Stored data:
^^^^

use serde::{Deserialize, Serialize};
use std::fmt;

/// Identifies one live task within a coordinator.
///
/// Ids are allocated from a per-coordinator monotonic counter, so ordering
/// by id equals ordering by registration. Bulk iteration relies on this:
/// a `BTreeMap<TaskId, Link>` walks links in creation order with no
/// auxiliary index.
///
/// Display: `"t42"`.
#[derive(Clone, Copy, Debug, PartialEq, Eq, PartialOrd, Ord, Hash, Serialize, Deserialize)]
#[serde(transparent)]
pub struct TaskId(u64);

impl TaskId {
    pub fn new(raw: u64) -> Self {
        Self(raw)
    }

    /// The raw counter value.
    pub fn raw(&self) -> u64 {
        self.0
    }
}

impl fmt::Display for TaskId {
    fn fmt(&self, f: &mut fmt::Formatter<'_>) -> fmt::Result {
        write!(f, "t{}", self.0)
    }
}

^^^^

Assignment -
In the entries above, find the line with "use std::fmt;" and the line with "pub fn new(raw: u64)", then set down exactly those two and every line between them, nothing else.

Answer for this exercise -
use std::fmt;

/// Identifies one live task within a coordinator.
///
/// Ids are allocated from a per-coordinator monotonic counter, so ordering
/// by id equals ordering by registration. Bulk iteration relies on this:
/// a `BTreeMap<TaskId, Link>` walks links in creation order with no
/// auxiliary index.
///
/// Display: `"t42"`.
#[derive(Clone, Copy, Debug, PartialEq, Eq, PartialOrd, Ord, Hash, Serialize, Deserialize)]
#[serde(transparent)]
pub struct TaskId(u64);

impl TaskId {
    pub fn new(raw: u64) -> Self {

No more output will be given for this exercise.